RECORD EXTRACTS: Begin

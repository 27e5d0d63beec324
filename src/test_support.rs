//! In-memory stand-ins for the network, shared by the unit tests.

use std::collections::{BTreeMap, BTreeSet, HashMap};
use std::sync::atomic::{AtomicUsize, Ordering};
use std::sync::{Arc, Mutex};

use crate::fetch::{Fetch, FetchError};
use crate::markdown::FileReader;
use crate::repo::{DirEntry, EntryKind, Repository};

/// Repository files keyed by path, read directly (no URLs involved).
#[derive(Default)]
pub struct MapReader {
    files: HashMap<String, String>,
    reads: AtomicUsize,
}

impl MapReader {
    pub fn with(mut self, path: &str, content: &str) -> Self {
        self.files.insert(path.to_string(), content.to_string());
        self
    }

    pub fn reads(&self) -> usize {
        self.reads.load(Ordering::SeqCst)
    }
}

impl FileReader for MapReader {
    async fn read_file(&self, path: &str) -> Result<Arc<str>, FetchError> {
        self.reads.fetch_add(1, Ordering::SeqCst);
        tokio::task::yield_now().await;
        self.files
            .get(path)
            .map(|s| Arc::from(s.as_str()))
            .ok_or_else(|| FetchError::Status {
                url: path.to_string(),
                status: 404,
            })
    }
}

/// Serves a fixture repository the way the hosting API does: folder
/// listings as contents-API JSON, files at their raw URLs, plus arbitrary
/// extra URLs. Counts every request.
pub struct MemoryFetcher {
    repo: Repository,
    files: BTreeMap<String, Vec<u8>>,
    pages: HashMap<String, String>,
    failures: HashMap<String, FetchError>,
    requests: Mutex<HashMap<String, usize>>,
}

impl MemoryFetcher {
    pub fn new() -> Self {
        Self {
            repo: fixture_repo(),
            files: BTreeMap::new(),
            pages: HashMap::new(),
            failures: HashMap::new(),
            requests: Mutex::new(HashMap::new()),
        }
    }

    pub fn with_file(mut self, path: &str, content: impl AsRef<[u8]>) -> Self {
        self.files.insert(path.to_string(), content.as_ref().to_vec());
        self
    }

    pub fn with_url(mut self, url: &str, body: &str) -> Self {
        self.pages.insert(url.to_string(), body.to_string());
        self
    }

    /// Answer `url` with `error` instead of its content.
    pub fn with_failure(mut self, url: &str, error: FetchError) -> Self {
        self.failures.insert(url.to_string(), error);
        self
    }

    pub fn requests_for(&self, url: &str) -> usize {
        self.requests
            .lock()
            .map(|r| r.get(url).copied().unwrap_or(0))
            .unwrap_or(0)
    }

    fn record(&self, url: &str) {
        if let Ok(mut requests) = self.requests.lock() {
            *requests.entry(url.to_string()).or_default() += 1;
        }
    }

    fn listing(&self, folder: &str) -> Option<String> {
        let prefix = format!("{}/", folder.trim_matches('/'));
        let mut seen = BTreeSet::new();
        let mut entries = Vec::new();

        for path in self.files.keys() {
            let Some(rest) = path.strip_prefix(&prefix) else {
                continue;
            };
            let (name, kind) = match rest.split_once('/') {
                Some((dir, _)) => (dir, EntryKind::Dir),
                None => (rest, EntryKind::File),
            };
            if !seen.insert(name.to_string()) {
                continue;
            }
            let child = format!("{}{}", prefix, name);
            entries.push(DirEntry {
                name: name.to_string(),
                download_url: (kind == EntryKind::File).then(|| self.repo.raw_url(&child)),
                path: child,
                kind,
            });
        }

        if entries.is_empty() {
            None
        } else {
            serde_json::to_string(&entries).ok()
        }
    }

    fn lookup(&self, url: &str) -> Result<Vec<u8>, FetchError> {
        self.record(url);

        if let Some(error) = self.failures.get(url) {
            return Err(error.clone());
        }

        if let Some(body) = self.pages.get(url) {
            return Ok(body.clone().into_bytes());
        }

        let contents_prefix = format!(
            "https://api.github.com/repos/{}/{}/contents/",
            self.repo.owner, self.repo.name
        );
        let raw_prefix = format!(
            "https://raw.githubusercontent.com/{}/{}/{}/",
            self.repo.owner, self.repo.name, self.repo.branch
        );

        let found = if let Some(rest) = url.strip_prefix(&contents_prefix) {
            let folder = rest.split('?').next().unwrap_or(rest);
            self.listing(folder).map(String::into_bytes)
        } else if let Some(path) = url.strip_prefix(&raw_prefix) {
            self.files.get(path).cloned()
        } else {
            None
        };

        found.ok_or_else(|| FetchError::Status {
            url: url.to_string(),
            status: 404,
        })
    }
}

impl Fetch for MemoryFetcher {
    async fn get_text(&self, url: &str) -> Result<String, FetchError> {
        tokio::task::yield_now().await;
        let bytes = self.lookup(url)?;
        Ok(String::from_utf8_lossy(&bytes).into_owned())
    }

    async fn get_bytes(&self, url: &str) -> Result<Vec<u8>, FetchError> {
        tokio::task::yield_now().await;
        self.lookup(url)
    }
}

pub fn fixture_repo() -> Repository {
    Repository::new("MicrosoftDocs", "learn", "main")
}
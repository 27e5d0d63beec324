use anyhow::{Context, Result};
use serde::{Deserialize, Serialize};

use crate::config::Config;

const API_BASE: &str = "https://api.github.com";
const RAW_BASE: &str = "https://raw.githubusercontent.com";

#[derive(Debug, Clone, Copy, PartialEq, Eq, Serialize, Deserialize)]
#[serde(rename_all = "lowercase")]
pub enum EntryKind {
    File,
    Dir,
    #[serde(other)]
    Other,
}

/// One child of a listed folder, as reported by the contents API.
#[derive(Debug, Clone, PartialEq, Eq, Serialize, Deserialize)]
pub struct DirEntry {
    pub name: String,
    pub path: String,
    #[serde(rename = "type")]
    pub kind: EntryKind,
    #[serde(default)]
    pub download_url: Option<String>,
}

impl DirEntry {
    pub fn is_file(&self) -> bool {
        self.kind == EntryKind::File
    }

    pub fn is_dir(&self) -> bool {
        self.kind == EntryKind::Dir
    }

    pub fn is_yaml(&self) -> bool {
        self.is_file() && (self.name.ends_with(".yml") || self.name.ends_with(".yaml"))
    }
}

/// Coordinates of the content repository and its URL scheme.
#[derive(Debug, Clone, PartialEq, Eq)]
pub struct Repository {
    pub owner: String,
    pub name: String,
    pub branch: String,
}

impl Repository {
    pub fn new(owner: impl Into<String>, name: impl Into<String>, branch: impl Into<String>) -> Self {
        Self {
            owner: owner.into(),
            name: name.into(),
            branch: branch.into(),
        }
    }

    pub fn from_config(config: &Config) -> Self {
        Self::new(&config.repo_owner, &config.repo_name, &config.repo_branch)
    }

    /// Directory-listing endpoint for a repository folder.
    pub fn contents_url(&self, folder: &str) -> String {
        format!(
            "{}/repos/{}/{}/contents/{}?ref={}",
            API_BASE,
            self.owner,
            self.name,
            folder.trim_matches('/'),
            self.branch
        )
    }

    /// Direct download URL for a repository file.
    pub fn raw_url(&self, path: &str) -> String {
        format!(
            "{}/{}/{}/{}/{}",
            RAW_BASE,
            self.owner,
            self.name,
            self.branch,
            path.trim_start_matches('/')
        )
    }
}

/// Parse a contents-API response body. A single-file response (an object
/// rather than an array) means the path was not a folder.
pub fn parse_listing(folder: &str, body: &str) -> Result<Vec<DirEntry>> {
    serde_json::from_str::<Vec<DirEntry>>(body)
        .with_context(|| format!("'{}' is not a listable folder", folder))
}

#[cfg(test)]
mod tests {
    use super::*;

    fn repo() -> Repository {
        Repository::new("MicrosoftDocs", "learn", "main")
    }

    #[test]
    fn test_contents_url() {
        assert_eq!(
            repo().contents_url("/learn-pr/azure/intro-to-azure/"),
            "https://api.github.com/repos/MicrosoftDocs/learn/contents/learn-pr/azure/intro-to-azure?ref=main"
        );
    }

    #[test]
    fn test_raw_url() {
        assert_eq!(
            repo().raw_url("learn-pr/azure/intro/index.yml"),
            "https://raw.githubusercontent.com/MicrosoftDocs/learn/main/learn-pr/azure/intro/index.yml"
        );
    }

    #[test]
    fn test_parse_listing() {
        let body = r#"[
            {"name": "index.yml", "path": "a/index.yml", "type": "file", "download_url": "https://raw/a/index.yml", "sha": "x"},
            {"name": "media", "path": "a/media", "type": "dir", "download_url": null},
            {"name": "link", "path": "a/link", "type": "symlink"}
        ]"#;
        let entries = parse_listing("a", body).unwrap();
        assert_eq!(entries.len(), 3);
        assert!(entries[0].is_yaml());
        assert!(entries[1].is_dir());
        assert_eq!(entries[1].download_url, None);
        assert_eq!(entries[2].kind, EntryKind::Other);
    }

    #[test]
    fn test_parse_listing_rejects_file_object() {
        let body = r#"{"name": "index.yml", "path": "a/index.yml", "type": "file"}"#;
        let err = parse_listing("a/index.yml", body).unwrap_err();
        assert!(err.to_string().contains("not a listable folder"));
    }
}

RECORD EXTRACTS: End

▶ **EXERCISE AIM**
What this exercise asks for is every line of the data above with the word "Some".

▶ **RESPONSE TO THE EXERCISE**
            let Some(rest) = path.strip_prefix(&prefix) else {
                Some((dir, _)) => (dir, EntryKind::Dir),
        if let Some(error) = self.failures.get(url) {
        if let Some(body) = self.pages.get(url) {
        let found = if let Some(rest) = url.strip_prefix(&contents_prefix) {
        } else if let Some(path) = url.strip_prefix(&raw_prefix) {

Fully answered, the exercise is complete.